▶ **INSTRUCTIONS TO FOLLOW**: Everything from the line containing "corrections since start-up." to the last line of the records must be returned verbatim; nothing else belongs in the output.

▶ **LISTED ENTRIES**:
########################################
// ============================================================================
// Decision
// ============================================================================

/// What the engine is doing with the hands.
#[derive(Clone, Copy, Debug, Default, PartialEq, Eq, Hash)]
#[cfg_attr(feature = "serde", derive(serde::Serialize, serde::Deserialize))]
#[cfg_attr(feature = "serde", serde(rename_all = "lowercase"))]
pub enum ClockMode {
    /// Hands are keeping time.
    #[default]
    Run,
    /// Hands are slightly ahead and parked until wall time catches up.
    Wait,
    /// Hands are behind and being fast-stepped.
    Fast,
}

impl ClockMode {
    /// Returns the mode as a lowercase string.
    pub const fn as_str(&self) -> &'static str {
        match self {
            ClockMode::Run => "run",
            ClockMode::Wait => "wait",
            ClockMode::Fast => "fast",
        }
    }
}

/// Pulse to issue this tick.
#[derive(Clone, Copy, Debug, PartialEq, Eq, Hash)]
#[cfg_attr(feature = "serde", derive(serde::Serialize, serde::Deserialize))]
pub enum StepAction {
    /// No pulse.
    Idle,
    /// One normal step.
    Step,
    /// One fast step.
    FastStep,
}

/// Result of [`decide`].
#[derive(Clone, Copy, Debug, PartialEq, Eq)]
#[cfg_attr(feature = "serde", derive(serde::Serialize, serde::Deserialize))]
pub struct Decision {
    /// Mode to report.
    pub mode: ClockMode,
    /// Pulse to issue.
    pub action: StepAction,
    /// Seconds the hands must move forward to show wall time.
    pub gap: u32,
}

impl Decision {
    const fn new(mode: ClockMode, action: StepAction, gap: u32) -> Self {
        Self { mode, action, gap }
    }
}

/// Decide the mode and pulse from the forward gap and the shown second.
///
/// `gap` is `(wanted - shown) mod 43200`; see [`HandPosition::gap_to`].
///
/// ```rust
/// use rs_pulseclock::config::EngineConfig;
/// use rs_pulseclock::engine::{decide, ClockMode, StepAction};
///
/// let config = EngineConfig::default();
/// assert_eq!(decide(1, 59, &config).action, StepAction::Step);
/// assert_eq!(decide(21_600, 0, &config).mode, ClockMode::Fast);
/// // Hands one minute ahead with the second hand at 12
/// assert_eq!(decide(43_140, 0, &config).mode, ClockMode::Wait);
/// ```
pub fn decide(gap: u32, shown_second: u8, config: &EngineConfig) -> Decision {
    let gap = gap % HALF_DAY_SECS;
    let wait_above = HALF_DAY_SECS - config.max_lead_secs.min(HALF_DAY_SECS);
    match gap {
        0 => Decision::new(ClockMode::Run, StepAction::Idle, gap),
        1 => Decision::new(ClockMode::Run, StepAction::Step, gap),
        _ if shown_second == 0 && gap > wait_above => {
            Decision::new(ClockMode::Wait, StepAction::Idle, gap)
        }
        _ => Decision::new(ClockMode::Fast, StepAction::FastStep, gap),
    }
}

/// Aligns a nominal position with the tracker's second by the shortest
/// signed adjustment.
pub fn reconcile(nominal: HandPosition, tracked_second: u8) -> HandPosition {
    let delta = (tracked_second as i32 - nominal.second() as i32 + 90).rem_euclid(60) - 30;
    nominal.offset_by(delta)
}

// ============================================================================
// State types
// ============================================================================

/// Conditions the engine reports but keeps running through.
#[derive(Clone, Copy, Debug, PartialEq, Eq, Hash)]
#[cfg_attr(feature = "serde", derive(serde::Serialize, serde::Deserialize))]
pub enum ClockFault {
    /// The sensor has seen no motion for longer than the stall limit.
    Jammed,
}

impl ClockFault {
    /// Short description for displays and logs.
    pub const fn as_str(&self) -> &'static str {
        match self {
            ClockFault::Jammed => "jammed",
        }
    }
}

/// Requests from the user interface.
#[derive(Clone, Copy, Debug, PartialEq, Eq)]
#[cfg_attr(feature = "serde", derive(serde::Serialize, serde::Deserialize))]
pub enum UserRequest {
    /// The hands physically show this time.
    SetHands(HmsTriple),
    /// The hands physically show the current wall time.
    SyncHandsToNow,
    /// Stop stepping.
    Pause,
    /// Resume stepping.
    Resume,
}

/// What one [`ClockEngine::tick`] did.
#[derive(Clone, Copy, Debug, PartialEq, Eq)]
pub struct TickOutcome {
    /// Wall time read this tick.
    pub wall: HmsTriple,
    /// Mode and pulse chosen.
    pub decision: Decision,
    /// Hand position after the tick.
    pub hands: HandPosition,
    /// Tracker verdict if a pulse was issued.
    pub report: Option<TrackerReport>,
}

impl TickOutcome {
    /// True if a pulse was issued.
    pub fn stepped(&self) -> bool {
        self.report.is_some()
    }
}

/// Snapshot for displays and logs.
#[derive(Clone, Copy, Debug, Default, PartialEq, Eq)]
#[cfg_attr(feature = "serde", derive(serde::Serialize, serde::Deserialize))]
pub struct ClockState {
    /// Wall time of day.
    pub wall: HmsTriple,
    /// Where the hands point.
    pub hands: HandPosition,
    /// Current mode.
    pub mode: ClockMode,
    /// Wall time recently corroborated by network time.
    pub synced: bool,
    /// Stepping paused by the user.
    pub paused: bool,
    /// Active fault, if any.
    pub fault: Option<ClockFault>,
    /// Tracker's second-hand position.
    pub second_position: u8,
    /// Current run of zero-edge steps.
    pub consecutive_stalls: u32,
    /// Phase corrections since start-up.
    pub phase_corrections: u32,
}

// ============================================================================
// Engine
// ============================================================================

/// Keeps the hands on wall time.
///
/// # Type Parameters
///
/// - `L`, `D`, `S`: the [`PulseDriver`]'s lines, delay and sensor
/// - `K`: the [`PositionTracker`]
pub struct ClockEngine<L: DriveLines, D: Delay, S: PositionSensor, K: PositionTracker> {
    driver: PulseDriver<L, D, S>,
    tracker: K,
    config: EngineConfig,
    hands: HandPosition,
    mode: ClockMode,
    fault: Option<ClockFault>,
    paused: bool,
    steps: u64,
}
########################################
▶ **SOLUTION FOR THIS TASK**:
    /// Phase corrections since start-up.
    pub phase_corrections: u32,
}

// ============================================================================
// Engine
// ============================================================================

/// Keeps the hands on wall time.
///
/// # Type Parameters
///
/// - `L`, `D`, `S`: the [`PulseDriver`]'s lines, delay and sensor
/// - `K`: the [`PositionTracker`]
pub struct ClockEngine<L: DriveLines, D: Delay, S: PositionSensor, K: PositionTracker> {
    driver: PulseDriver<L, D, S>,
    tracker: K,
    config: EngineConfig,
    hands: HandPosition,
    mode: ClockMode,
    fault: Option<ClockFault>,
    paused: bool,
    steps: u64,
}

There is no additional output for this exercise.